[Excerpts from a dataset]
=== Section Start ===

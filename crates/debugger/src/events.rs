use futures::future::Either;
use tokio::sync::mpsc::error::TrySendError;
use tokio::sync::{Mutex, mpsc};
use tokio_stream::wrappers::{ReceiverStream, UnboundedReceiverStream};
use transport::Event;

enum Feed {
    Unbounded(mpsc::UnboundedReceiver<Event>),
    Bounded(mpsc::Receiver<Event>),
}

/// Async event receiver that wraps tokio mpsc
///
/// The feed ends (`recv` returns `None`) once the connection is closed.
pub struct EventReceiver {
    feed: Feed,
}

impl EventReceiver {
    /// Receive next event asynchronously
    pub async fn recv(&mut self) -> Option<Event> {
        match &mut self.feed {
            Feed::Unbounded(rx) => rx.recv().await,
            Feed::Bounded(rx) => rx.recv().await,
        }
    }

    /// Skip events until one with the given method arrives
    pub async fn wait_for(&mut self, method: &str) -> Option<Event> {
        while let Some(event) = self.recv().await {
            if event.method == method {
                return Some(event);
            }
            tracing::trace!(method = %event.method, "skipping event");
        }
        None
    }

    /// Convert to a Stream for use with StreamExt
    pub fn into_stream(self) -> impl futures::Stream<Item = Event> {
        match self.feed {
            Feed::Unbounded(rx) => Either::Left(UnboundedReceiverStream::new(rx)),
            Feed::Bounded(rx) => Either::Right(ReceiverStream::new(rx)),
        }
    }
}

enum Subscriber {
    Unbounded(mpsc::UnboundedSender<Event>),
    Bounded(mpsc::Sender<Event>),
}

impl Subscriber {
    /// Hand over one event. False once the receiver is gone.
    fn deliver(&self, event: &Event) -> bool {
        match self {
            Subscriber::Unbounded(tx) => tx.send(event.clone()).is_ok(),
            Subscriber::Bounded(tx) => match tx.try_send(event.clone()) {
                Ok(()) => true,
                Err(TrySendError::Full(event)) => {
                    tracing::warn!(method = %event.method, "event receiver is full, dropping event");
                    true
                }
                Err(TrySendError::Closed(_)) => false,
            },
        }
    }
}

/// Fan-out of notifications to every live receiver
pub(crate) struct EventSubscribers {
    senders: Mutex<Option<Vec<Subscriber>>>,
}

impl EventSubscribers {
    pub(crate) fn new() -> Self {
        Self {
            senders: Mutex::new(Some(Vec::new())),
        }
    }

    pub(crate) async fn subscribe(&self) -> EventReceiver {
        let (tx, rx) = mpsc::unbounded_channel();
        self.add(Subscriber::Unbounded(tx)).await;
        EventReceiver {
            feed: Feed::Unbounded(rx),
        }
    }

    /// Subscribe with room for at most `capacity` undelivered events.
    /// Events arriving while it is full are dropped for this receiver only.
    pub(crate) async fn subscribe_bounded(&self, capacity: usize) -> EventReceiver {
        let (tx, rx) = mpsc::channel(capacity.max(1));
        self.add(Subscriber::Bounded(tx)).await;
        EventReceiver {
            feed: Feed::Bounded(rx),
        }
    }

    async fn add(&self, subscriber: Subscriber) {
        // once closed the sender is dropped here and the receiver ends immediately
        if let Some(senders) = self.senders.lock().await.as_mut() {
            senders.push(subscriber);
        }
    }

    /// Send an event to every subscriber, forgetting the ones that went away
    pub(crate) async fn publish(&self, event: Event) {
        let mut guard = self.senders.lock().await;
        let Some(senders) = guard.as_mut() else {
            return;
        };
        senders.retain(|subscriber| subscriber.deliver(&event));
    }

    /// End every feed
    pub(crate) async fn close(&self) {
        self.senders.lock().await.take();
    }
}

#[cfg(test)]
mod tests {
    use super::*;
    use futures::StreamExt;
    use serde_json::json;

    fn event(method: &str) -> Event {
        Event {
            method: method.to_string(),
            params: json!({}),
        }
    }

    #[tokio::test]
    async fn every_subscriber_sees_every_event() {
        let subscribers = EventSubscribers::new();
        let mut a = subscribers.subscribe().await;
        let mut b = subscribers.subscribe().await;

        subscribers.publish(event("Page.loadEventFired")).await;

        assert_eq!(a.recv().await.unwrap().method, "Page.loadEventFired");
        assert_eq!(b.recv().await.unwrap().method, "Page.loadEventFired");
    }

    #[tokio::test]
    async fn dropped_receivers_are_forgotten() {
        let subscribers = EventSubscribers::new();
        let dropped = subscribers.subscribe().await;
        let dropped_bounded = subscribers.subscribe_bounded(4).await;
        let mut kept = subscribers.subscribe().await;
        drop(dropped);
        drop(dropped_bounded);

        subscribers.publish(event("DOM.documentUpdated")).await;

        assert_eq!(kept.recv().await.unwrap().method, "DOM.documentUpdated");
        assert_eq!(subscribers.senders.lock().await.as_ref().unwrap().len(), 1);
    }

    #[tokio::test]
    async fn full_bounded_receiver_drops_newest_events() {
        let subscribers = EventSubscribers::new();
        let bounded = subscribers.subscribe_bounded(2).await;
        let unbounded = subscribers.subscribe().await;

        for i in 0..5 {
            subscribers.publish(event(&format!("Network.dataReceived{i}"))).await;
        }
        subscribers.close().await;

        let kept: Vec<_> = bounded.into_stream().map(|e| e.method).collect().await;
        assert_eq!(kept, ["Network.dataReceived0", "Network.dataReceived1"]);
        assert_eq!(unbounded.into_stream().count().await, 5);
    }

    #[tokio::test]
    async fn close_ends_feeds() {
        let subscribers = EventSubscribers::new();
        let existing = subscribers.subscribe().await;

        subscribers.close().await;
        let mut late = subscribers.subscribe().await;
        let mut late_bounded = subscribers.subscribe_bounded(1).await;

        assert!(late.recv().await.is_none());
        assert!(late_bounded.recv().await.is_none());
        assert_eq!(existing.into_stream().collect::<Vec<_>>().await, vec![]);
    }

    #[tokio::test]
    async fn wait_for_skips_other_methods() {
        let subscribers = EventSubscribers::new();
        let mut rx = subscribers.subscribe().await;

        subscribers.publish(event("Network.requestWillBeSent")).await;
        subscribers.publish(event("Page.frameNavigated")).await;
        subscribers.publish(event("Page.loadEventFired")).await;
        subscribers.close().await;

        let found = rx.wait_for("Page.frameNavigated").await.unwrap();
        assert_eq!(found.method, "Page.frameNavigated");
        assert!(rx.wait_for("Runtime.consoleAPICalled").await.is_none());
    }
}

=== Section End ===

▶ What you will do: Working from the entries above, find every line in which the word "frameNavigated" occurs and copy it.

▶ Solution for this problem:
        subscribers.publish(event("Page.frameNavigated")).await;
        let found = rx.wait_for("Page.frameNavigated").await.unwrap();
        assert_eq!(found.method, "Page.frameNavigated");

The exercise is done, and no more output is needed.